[WHAT TO WORK ON]: In the listing below, locate the line that contains "changes for the" and the line that contains "pub const DEFAULT_MAX_WEIGHT: f64 = 2.0;". Restate word for word those two lines and every line between them, and nothing else.

INFORMATION SUPPLIED Start Marker

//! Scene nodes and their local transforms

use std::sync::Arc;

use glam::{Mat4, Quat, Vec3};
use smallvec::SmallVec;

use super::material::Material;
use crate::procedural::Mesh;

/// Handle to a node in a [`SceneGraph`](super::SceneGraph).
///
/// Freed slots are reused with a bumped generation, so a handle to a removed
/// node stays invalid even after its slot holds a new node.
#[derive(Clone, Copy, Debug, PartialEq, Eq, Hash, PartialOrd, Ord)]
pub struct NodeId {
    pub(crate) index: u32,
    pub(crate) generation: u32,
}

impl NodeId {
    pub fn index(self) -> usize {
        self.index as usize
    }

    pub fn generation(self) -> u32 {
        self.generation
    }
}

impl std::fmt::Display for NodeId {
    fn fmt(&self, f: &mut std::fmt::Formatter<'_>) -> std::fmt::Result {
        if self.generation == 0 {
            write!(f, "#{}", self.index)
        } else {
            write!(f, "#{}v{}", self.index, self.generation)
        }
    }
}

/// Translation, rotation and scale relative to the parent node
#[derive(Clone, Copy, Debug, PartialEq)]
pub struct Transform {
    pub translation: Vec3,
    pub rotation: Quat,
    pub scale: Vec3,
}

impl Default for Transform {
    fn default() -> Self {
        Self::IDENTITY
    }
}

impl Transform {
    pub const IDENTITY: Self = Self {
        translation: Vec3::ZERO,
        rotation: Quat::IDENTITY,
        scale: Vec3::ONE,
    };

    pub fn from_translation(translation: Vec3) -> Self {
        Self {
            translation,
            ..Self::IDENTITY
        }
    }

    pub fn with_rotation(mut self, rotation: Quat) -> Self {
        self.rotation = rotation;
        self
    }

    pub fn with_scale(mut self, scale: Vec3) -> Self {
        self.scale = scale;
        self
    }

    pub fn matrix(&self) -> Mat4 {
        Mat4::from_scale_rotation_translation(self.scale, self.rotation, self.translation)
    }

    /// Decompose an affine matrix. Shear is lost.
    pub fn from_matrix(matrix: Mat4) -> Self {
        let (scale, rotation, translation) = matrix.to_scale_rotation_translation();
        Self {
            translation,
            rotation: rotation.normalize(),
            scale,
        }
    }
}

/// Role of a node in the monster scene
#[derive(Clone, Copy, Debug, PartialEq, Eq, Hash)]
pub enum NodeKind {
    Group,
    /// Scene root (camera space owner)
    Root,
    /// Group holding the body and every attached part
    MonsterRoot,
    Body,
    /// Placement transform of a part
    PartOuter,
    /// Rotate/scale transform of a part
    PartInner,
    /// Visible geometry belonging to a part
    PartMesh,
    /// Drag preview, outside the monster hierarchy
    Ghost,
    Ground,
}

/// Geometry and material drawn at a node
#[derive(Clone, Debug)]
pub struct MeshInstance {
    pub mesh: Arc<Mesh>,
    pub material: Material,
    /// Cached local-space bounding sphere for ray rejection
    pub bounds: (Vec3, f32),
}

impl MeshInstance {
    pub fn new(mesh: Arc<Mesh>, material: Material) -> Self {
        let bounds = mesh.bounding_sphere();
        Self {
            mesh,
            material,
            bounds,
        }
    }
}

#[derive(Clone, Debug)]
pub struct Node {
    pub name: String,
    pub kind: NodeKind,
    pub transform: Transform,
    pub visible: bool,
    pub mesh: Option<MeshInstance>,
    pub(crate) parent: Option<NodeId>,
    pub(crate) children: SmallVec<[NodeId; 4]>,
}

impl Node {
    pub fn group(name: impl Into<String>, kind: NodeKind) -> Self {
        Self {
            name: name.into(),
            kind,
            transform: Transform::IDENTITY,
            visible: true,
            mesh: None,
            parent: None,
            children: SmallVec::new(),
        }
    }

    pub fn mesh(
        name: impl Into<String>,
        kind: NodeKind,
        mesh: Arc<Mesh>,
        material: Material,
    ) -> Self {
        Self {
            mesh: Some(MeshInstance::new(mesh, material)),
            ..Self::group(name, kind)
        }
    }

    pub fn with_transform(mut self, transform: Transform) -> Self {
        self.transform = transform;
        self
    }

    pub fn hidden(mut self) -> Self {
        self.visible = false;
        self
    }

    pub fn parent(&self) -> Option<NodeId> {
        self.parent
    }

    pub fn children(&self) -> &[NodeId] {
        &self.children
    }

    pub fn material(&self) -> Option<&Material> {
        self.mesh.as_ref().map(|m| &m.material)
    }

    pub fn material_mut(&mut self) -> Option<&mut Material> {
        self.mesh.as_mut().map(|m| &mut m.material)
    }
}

INFORMATION SUPPLIED End Marker
INFORMATION SUPPLIED Start Marker

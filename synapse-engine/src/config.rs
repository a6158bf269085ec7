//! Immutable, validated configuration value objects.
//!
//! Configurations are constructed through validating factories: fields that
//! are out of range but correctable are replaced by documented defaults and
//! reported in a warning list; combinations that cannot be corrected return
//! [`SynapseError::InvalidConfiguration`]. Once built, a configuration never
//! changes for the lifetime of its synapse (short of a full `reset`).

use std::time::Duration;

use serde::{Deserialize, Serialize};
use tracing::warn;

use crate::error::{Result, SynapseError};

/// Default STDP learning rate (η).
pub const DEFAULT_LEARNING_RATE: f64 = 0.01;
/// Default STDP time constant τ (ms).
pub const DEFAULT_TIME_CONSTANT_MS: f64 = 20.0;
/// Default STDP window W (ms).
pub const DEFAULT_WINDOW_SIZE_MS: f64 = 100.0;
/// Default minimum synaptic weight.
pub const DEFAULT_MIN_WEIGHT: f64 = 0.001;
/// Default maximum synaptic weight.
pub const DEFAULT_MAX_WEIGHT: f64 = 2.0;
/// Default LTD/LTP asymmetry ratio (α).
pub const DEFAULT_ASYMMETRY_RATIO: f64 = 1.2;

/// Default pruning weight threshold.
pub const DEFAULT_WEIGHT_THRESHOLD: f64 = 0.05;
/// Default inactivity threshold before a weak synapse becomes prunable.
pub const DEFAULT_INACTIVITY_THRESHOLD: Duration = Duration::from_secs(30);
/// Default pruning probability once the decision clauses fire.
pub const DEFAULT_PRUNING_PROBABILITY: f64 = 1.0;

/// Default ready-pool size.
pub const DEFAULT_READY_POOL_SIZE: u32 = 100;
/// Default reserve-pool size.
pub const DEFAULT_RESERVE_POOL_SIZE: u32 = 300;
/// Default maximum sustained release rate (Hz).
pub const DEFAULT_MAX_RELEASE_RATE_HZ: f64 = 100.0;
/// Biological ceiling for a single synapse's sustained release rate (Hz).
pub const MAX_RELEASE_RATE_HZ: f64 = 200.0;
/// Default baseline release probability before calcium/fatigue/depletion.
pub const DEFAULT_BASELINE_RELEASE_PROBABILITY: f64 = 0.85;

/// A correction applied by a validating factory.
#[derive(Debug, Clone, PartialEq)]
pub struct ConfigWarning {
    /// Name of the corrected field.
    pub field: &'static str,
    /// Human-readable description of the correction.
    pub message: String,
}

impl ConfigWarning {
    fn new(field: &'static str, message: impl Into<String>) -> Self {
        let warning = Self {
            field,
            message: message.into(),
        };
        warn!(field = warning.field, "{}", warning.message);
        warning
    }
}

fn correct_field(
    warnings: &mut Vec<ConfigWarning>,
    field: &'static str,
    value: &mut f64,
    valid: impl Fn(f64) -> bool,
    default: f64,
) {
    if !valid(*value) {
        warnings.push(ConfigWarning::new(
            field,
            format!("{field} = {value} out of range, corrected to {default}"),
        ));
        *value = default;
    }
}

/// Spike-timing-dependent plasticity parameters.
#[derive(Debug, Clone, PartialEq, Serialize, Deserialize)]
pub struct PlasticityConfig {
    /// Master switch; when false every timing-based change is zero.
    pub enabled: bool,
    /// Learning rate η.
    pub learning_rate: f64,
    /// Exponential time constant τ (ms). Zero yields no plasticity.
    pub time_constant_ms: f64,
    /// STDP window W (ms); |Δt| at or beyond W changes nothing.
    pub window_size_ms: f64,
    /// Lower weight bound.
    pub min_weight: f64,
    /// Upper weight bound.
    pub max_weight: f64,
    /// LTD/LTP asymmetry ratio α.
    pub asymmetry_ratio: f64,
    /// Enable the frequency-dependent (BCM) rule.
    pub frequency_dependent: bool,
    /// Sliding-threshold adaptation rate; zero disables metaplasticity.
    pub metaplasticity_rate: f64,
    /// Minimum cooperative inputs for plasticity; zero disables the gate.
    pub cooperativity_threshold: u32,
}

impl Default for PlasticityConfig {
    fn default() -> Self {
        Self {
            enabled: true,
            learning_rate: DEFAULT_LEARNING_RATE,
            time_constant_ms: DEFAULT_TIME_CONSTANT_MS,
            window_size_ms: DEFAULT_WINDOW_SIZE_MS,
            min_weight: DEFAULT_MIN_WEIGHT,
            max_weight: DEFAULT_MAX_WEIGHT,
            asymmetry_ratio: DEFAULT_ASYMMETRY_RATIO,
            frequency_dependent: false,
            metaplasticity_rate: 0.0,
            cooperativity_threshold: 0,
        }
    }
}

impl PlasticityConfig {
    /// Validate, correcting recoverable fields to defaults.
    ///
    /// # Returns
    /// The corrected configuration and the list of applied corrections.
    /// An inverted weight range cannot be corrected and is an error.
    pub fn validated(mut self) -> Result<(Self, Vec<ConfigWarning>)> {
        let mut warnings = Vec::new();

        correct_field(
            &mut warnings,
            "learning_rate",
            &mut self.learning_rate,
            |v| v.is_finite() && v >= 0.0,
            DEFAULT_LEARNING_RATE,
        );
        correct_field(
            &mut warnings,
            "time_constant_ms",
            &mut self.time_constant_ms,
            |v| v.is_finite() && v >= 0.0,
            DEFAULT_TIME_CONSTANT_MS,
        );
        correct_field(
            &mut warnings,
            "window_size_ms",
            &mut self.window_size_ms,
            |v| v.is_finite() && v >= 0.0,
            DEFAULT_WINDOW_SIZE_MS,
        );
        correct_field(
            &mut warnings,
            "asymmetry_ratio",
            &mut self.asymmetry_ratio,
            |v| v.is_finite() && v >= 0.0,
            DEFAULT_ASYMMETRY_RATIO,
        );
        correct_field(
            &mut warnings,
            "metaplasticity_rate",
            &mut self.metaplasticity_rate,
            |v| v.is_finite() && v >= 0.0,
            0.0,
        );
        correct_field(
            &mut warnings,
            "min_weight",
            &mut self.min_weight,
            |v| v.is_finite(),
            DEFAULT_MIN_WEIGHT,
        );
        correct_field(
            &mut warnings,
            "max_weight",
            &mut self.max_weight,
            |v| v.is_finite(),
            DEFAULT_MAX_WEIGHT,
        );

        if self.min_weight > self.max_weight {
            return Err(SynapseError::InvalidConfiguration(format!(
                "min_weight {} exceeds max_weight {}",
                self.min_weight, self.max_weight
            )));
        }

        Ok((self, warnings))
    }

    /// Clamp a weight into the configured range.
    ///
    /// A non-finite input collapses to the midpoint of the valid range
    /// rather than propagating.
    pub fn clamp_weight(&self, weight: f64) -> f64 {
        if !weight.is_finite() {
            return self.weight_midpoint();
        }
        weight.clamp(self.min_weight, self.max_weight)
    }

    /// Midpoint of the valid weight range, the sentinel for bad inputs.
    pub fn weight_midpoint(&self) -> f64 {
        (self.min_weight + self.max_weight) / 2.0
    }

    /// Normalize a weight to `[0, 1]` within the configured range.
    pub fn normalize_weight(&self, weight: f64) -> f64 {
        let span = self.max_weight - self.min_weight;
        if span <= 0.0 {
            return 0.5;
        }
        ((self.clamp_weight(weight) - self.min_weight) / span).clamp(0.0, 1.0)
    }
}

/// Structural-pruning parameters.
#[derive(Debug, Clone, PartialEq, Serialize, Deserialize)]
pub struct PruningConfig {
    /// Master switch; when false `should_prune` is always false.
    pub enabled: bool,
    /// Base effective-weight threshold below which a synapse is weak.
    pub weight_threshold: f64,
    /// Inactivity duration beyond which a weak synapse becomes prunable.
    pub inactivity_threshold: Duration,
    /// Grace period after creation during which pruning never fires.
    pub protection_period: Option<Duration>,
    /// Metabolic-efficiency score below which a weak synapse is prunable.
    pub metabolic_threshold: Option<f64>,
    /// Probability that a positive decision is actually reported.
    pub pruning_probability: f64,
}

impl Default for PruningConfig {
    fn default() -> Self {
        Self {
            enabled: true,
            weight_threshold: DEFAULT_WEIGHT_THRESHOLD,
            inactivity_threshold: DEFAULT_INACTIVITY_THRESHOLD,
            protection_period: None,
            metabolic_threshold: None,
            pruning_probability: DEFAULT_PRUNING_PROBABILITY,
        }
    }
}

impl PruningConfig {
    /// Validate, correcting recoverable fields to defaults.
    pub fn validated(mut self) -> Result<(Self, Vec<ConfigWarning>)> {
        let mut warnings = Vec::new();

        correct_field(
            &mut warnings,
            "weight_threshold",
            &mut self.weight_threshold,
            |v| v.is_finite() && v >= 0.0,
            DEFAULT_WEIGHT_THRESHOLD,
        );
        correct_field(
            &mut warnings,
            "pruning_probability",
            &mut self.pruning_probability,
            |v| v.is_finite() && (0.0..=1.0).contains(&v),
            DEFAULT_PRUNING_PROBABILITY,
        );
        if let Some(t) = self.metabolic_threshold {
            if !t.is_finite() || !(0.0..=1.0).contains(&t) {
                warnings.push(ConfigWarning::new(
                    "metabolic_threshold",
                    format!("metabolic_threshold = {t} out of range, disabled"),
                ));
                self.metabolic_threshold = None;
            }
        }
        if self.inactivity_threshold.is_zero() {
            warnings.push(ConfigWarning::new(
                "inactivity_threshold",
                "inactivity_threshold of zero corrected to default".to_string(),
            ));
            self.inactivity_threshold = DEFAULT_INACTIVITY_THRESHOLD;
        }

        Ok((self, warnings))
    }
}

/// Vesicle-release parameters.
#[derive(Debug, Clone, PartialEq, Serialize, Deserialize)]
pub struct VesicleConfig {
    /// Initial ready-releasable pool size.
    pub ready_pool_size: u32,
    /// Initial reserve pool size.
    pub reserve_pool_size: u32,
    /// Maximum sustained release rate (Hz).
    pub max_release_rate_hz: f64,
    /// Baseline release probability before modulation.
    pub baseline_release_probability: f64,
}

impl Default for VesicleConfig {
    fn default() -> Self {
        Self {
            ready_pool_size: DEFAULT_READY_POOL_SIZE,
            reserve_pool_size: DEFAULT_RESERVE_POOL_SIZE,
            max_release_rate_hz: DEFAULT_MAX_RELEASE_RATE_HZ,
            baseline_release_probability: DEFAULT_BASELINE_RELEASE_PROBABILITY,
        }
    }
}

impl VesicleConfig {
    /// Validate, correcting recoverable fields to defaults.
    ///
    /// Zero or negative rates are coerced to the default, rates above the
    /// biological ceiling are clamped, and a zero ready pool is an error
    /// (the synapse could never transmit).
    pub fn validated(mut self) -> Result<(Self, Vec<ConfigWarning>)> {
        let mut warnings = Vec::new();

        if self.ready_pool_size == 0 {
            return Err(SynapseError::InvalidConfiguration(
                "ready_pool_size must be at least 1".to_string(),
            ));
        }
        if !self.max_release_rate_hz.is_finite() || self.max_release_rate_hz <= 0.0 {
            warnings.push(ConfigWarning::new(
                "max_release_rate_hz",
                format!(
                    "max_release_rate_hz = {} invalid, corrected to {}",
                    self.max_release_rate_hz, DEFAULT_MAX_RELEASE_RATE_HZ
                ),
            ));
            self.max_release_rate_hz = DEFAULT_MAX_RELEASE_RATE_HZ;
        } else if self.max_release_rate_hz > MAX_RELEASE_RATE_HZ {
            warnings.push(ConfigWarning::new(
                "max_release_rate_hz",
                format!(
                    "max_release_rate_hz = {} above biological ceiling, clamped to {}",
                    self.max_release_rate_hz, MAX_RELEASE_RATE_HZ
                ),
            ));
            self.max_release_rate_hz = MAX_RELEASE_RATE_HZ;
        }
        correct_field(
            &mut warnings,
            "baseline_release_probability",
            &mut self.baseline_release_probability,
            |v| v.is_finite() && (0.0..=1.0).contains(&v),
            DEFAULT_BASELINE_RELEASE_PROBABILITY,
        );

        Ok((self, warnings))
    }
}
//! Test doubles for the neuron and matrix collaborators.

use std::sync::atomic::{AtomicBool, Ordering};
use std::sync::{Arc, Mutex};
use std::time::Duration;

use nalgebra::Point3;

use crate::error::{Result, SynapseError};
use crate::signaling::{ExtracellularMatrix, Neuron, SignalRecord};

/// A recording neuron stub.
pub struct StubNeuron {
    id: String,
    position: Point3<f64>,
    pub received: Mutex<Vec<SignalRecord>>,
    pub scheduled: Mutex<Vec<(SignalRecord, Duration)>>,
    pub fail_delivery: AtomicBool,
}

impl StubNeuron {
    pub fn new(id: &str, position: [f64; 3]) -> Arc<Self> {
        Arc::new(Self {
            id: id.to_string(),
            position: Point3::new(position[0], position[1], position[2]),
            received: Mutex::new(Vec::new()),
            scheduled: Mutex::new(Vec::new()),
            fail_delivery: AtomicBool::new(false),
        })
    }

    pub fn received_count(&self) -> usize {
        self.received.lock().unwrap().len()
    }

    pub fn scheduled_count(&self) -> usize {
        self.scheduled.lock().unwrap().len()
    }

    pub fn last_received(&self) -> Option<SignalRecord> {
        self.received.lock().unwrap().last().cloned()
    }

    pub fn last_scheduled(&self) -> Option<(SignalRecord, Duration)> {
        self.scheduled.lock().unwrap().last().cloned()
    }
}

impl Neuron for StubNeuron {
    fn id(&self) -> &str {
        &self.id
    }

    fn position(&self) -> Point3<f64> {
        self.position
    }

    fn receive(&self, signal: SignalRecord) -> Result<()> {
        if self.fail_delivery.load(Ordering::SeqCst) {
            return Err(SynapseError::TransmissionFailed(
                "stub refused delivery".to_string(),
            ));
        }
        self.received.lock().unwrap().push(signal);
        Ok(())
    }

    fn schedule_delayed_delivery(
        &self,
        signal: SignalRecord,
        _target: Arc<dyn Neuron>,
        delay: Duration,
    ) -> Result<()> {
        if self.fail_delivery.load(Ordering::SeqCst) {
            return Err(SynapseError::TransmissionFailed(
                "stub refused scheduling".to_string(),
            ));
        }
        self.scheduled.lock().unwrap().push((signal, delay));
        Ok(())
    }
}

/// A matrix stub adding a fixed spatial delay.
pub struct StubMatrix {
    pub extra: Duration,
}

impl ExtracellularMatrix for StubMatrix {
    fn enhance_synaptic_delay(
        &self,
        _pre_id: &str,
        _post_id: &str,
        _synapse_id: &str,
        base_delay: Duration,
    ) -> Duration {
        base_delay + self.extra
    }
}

INFORMATION SUPPLIED End Marker

[OUTPUT FOR THIS EXERCISE]:
//! changes for the lifetime of its synapse (short of a full `reset`).

use std::time::Duration;

use serde::{Deserialize, Serialize};
use tracing::warn;

use crate::error::{Result, SynapseError};

/// Default STDP learning rate (η).
pub const DEFAULT_LEARNING_RATE: f64 = 0.01;
/// Default STDP time constant τ (ms).
pub const DEFAULT_TIME_CONSTANT_MS: f64 = 20.0;
/// Default STDP window W (ms).
pub const DEFAULT_WINDOW_SIZE_MS: f64 = 100.0;
/// Default minimum synaptic weight.
pub const DEFAULT_MIN_WEIGHT: f64 = 0.001;
/// Default maximum synaptic weight.
pub const DEFAULT_MAX_WEIGHT: f64 = 2.0;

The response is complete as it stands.